Segment Start: Data in this exercise

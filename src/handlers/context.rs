//! Per-client handler context.

use crate::db::Database;
use crate::error::{HandlerError, HandlerResult};
use crate::hub::Hub;
use crate::protocol::{ActorSummary, Frame, ServerMessage, UserId};
use tokio::sync::mpsc;
use tokio::sync::mpsc::error::TrySendError;
use tracing::{debug, warn};
use uuid::Uuid;

/// Everything a handler needs: who is asking, the hub, the store, and a way to
/// answer the client directly.
pub struct Context {
    pub user_id: UserId,
    pub conn_id: Uuid,
    pub hub: Hub,
    pub db: Database,
    reply: mpsc::Sender<Frame>,
}

impl Context {
    pub fn new(
        user_id: UserId,
        conn_id: Uuid,
        hub: Hub,
        db: Database,
        reply: mpsc::Sender<Frame>,
    ) -> Self {
        Self {
            user_id,
            conn_id,
            hub,
            db,
            reply,
        }
    }

    /// Queue a message for this client. Never blocks; a full queue drops it.
    pub fn reply(&self, message: &ServerMessage) {
        match self.reply.try_send(message.to_frame()) {
            Ok(()) => {}
            Err(TrySendError::Full(_)) => {
                debug!(user_id = %self.user_id, "Reply dropped: outbound queue full");
            }
            Err(TrySendError::Closed(_)) => {}
        }
    }

    pub fn success(&self, message: impl Into<String>) {
        self.reply(&ServerMessage::success(message));
    }

    /// Fails with [`HandlerError::SelfAction`] when `other` is the sender.
    pub fn ensure_not_self(&self, other: &str, action: &'static str) -> HandlerResult {
        if other == self.user_id {
            return Err(HandlerError::SelfAction(action));
        }
        Ok(())
    }

    /// The sender's profile summary, attached to outgoing notifications.
    pub async fn actor(&self) -> Result<ActorSummary, HandlerError> {
        self.db
            .users()
            .summary(&self.user_id)
            .await?
            .ok_or(HandlerError::UserNotFound)
    }

    /// Add `user_id` to the live fan-out set of `group_id`.
    ///
    /// The membership row is already written, so a stopped hub only costs the
    /// live echo until the user reconnects.
    pub async fn join_live_group(&self, user_id: &str, group_id: &str) {
        if let Err(e) = self.hub.join_group(user_id, group_id).await {
            warn!(user_id = %user_id, group_id = %group_id, error = %e, "Live group join failed");
        }
    }

    pub async fn leave_live_group(&self, user_id: &str, group_id: &str) {
        if let Err(e) = self.hub.leave_group(user_id, group_id).await {
            warn!(user_id = %user_id, group_id = %group_id, error = %e, "Live group leave failed");
        }
    }
}
//! Private and group chat history.

use super::{DbError, new_id, now};
use crate::protocol::{GroupMessageRecord, PrivateMessageRecord};
use sqlx::SqlitePool;

/// Maximum rows returned by a history load.
const HISTORY_LIMIT: i64 = 200;

/// Repository for chat messages and read markers.
pub struct MessageRepository<'a> {
    pool: &'a SqlitePool,
}

impl<'a> MessageRepository<'a> {
    pub fn new(pool: &'a SqlitePool) -> Self {
        Self { pool }
    }

    /// Store a private message. `message` must already be escaped.
    pub async fn insert_private(
        &self,
        sender_id: &str,
        recipient_id: &str,
        message: &str,
    ) -> Result<PrivateMessageRecord, DbError> {
        let record = PrivateMessageRecord {
            id: new_id(),
            sender_id: sender_id.to_string(),
            recipient_id: recipient_id.to_string(),
            message: message.to_string(),
            is_read: false,
            created_at: now(),
        };

        sqlx::query(
            r#"
            INSERT INTO private_messages (id, sender_id, recipient_id, message, is_read, created_at)
            VALUES (?, ?, ?, ?, 0, ?)
            "#,
        )
        .bind(&record.id)
        .bind(&record.sender_id)
        .bind(&record.recipient_id)
        .bind(&record.message)
        .bind(record.created_at)
        .execute(self.pool)
        .await?;

        Ok(record)
    }

    /// Conversation between two users, oldest first.
    pub async fn private_history(
        &self,
        user_a: &str,
        user_b: &str,
    ) -> Result<Vec<PrivateMessageRecord>, DbError> {
        let rows = sqlx::query_as::<_, (String, String, String, String, bool, i64)>(
            r#"
            SELECT id, sender_id, recipient_id, message, is_read, created_at FROM (
                SELECT id, sender_id, recipient_id, message, is_read, created_at, rowid AS seq
                FROM private_messages
                WHERE (sender_id = ? AND recipient_id = ?) OR (sender_id = ? AND recipient_id = ?)
                ORDER BY created_at DESC, rowid DESC
                LIMIT ?
            ) ORDER BY created_at ASC, seq ASC
            "#,
        )
        .bind(user_a)
        .bind(user_b)
        .bind(user_b)
        .bind(user_a)
        .bind(HISTORY_LIMIT)
        .fetch_all(self.pool)
        .await?;

        Ok(rows
            .into_iter()
            .map(
                |(id, sender_id, recipient_id, message, is_read, created_at)| PrivateMessageRecord {
                    id,
                    sender_id,
                    recipient_id,
                    message,
                    is_read,
                    created_at,
                },
            )
            .collect())
    }

    /// Mark every unread message from `sender_id` to `reader_id` as read.
    pub async fn mark_private_read(
        &self,
        reader_id: &str,
        sender_id: &str,
    ) -> Result<u64, DbError> {
        let result = sqlx::query(
            r#"
            UPDATE private_messages SET is_read = 1
            WHERE recipient_id = ? AND sender_id = ? AND is_read = 0
            "#,
        )
        .bind(reader_id)
        .bind(sender_id)
        .execute(self.pool)
        .await?;
        Ok(result.rows_affected())
    }

    /// Store a group message. `message` must already be escaped.
    pub async fn insert_group(
        &self,
        group_id: &str,
        sender_id: &str,
        message: &str,
    ) -> Result<GroupMessageRecord, DbError> {
        let id = new_id();
        let created_at = now();

        sqlx::query(
            r#"
            INSERT INTO group_messages (id, group_id, sender_id, message, created_at)
            VALUES (?, ?, ?, ?, ?)
            "#,
        )
        .bind(&id)
        .bind(group_id)
        .bind(sender_id)
        .bind(message)
        .bind(created_at)
        .execute(self.pool)
        .await?;

        let sender_nickname: String =
            sqlx::query_scalar("SELECT nickname FROM users WHERE id = ?")
                .bind(sender_id)
                .fetch_optional(self.pool)
                .await?
                .unwrap_or_default();

        Ok(GroupMessageRecord {
            id,
            group_id: group_id.to_string(),
            sender_id: sender_id.to_string(),
            sender_nickname,
            message: message.to_string(),
            created_at,
        })
    }

    /// Group conversation, oldest first.
    pub async fn group_history(&self, group_id: &str) -> Result<Vec<GroupMessageRecord>, DbError> {
        let rows = sqlx::query_as::<_, (String, String, String, String, String, i64)>(
            r#"
            SELECT id, group_id, sender_id, nickname, message, created_at FROM (
                SELECT m.id, m.group_id, m.sender_id, COALESCE(u.nickname, '') AS nickname,
                       m.message, m.created_at, m.rowid AS seq
                FROM group_messages m
                LEFT JOIN users u ON u.id = m.sender_id
                WHERE m.group_id = ?
                ORDER BY m.created_at DESC, m.rowid DESC
                LIMIT ?
            ) ORDER BY created_at ASC, seq ASC
            "#,
        )
        .bind(group_id)
        .bind(HISTORY_LIMIT)
        .fetch_all(self.pool)
        .await?;

        Ok(rows
            .into_iter()
            .map(
                |(id, group_id, sender_id, sender_nickname, message, created_at)| {
                    GroupMessageRecord {
                        id,
                        group_id,
                        sender_id,
                        sender_nickname,
                        message,
                        created_at,
                    }
                },
            )
            .collect())
    }

    /// Record that `user_id` has read the group up to now.
    pub async fn mark_group_read(&self, group_id: &str, user_id: &str) -> Result<(), DbError> {
        sqlx::query(
            r#"
            INSERT INTO group_message_reads (group_id, user_id, last_read_at)
            VALUES (?, ?, ?)
            ON CONFLICT (group_id, user_id) DO UPDATE SET last_read_at = excluded.last_read_at
            "#,
        )
        .bind(group_id)
        .bind(user_id)
        .bind(now())
        .execute(self.pool)
        .await?;
        Ok(())
    }

    /// Messages in the group newer than the user's read marker.
    pub async fn unread_group_count(&self, group_id: &str, user_id: &str) -> Result<i64, DbError> {
        let count: i64 = sqlx::query_scalar(
            r#"
            SELECT COUNT(*) FROM group_messages m
            WHERE m.group_id = ? AND m.sender_id != ?
              AND m.created_at > COALESCE(
                  (SELECT last_read_at FROM group_message_reads WHERE group_id = ? AND user_id = ?),
                  -1)
            "#,
        )
        .bind(group_id)
        .bind(user_id)
        .bind(group_id)
        .bind(user_id)
        .fetch_one(self.pool)
        .await?;
        Ok(count)
    }
}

Segment End: Data in this exercise

*Assignment*
In the listing above, please print only the lines from the first one to the line where "use tokio::sync::mpsc;" appears, exactly as written, both of those lines included.

*Result of this task*
filename src/handlers/context.rs
//! Per-client handler context.

use crate::db::Database;
use crate::error::{HandlerError, HandlerResult};
use crate::hub::Hub;
use crate::protocol::{ActorSummary, Frame, ServerMessage, UserId};
use tokio::sync::mpsc;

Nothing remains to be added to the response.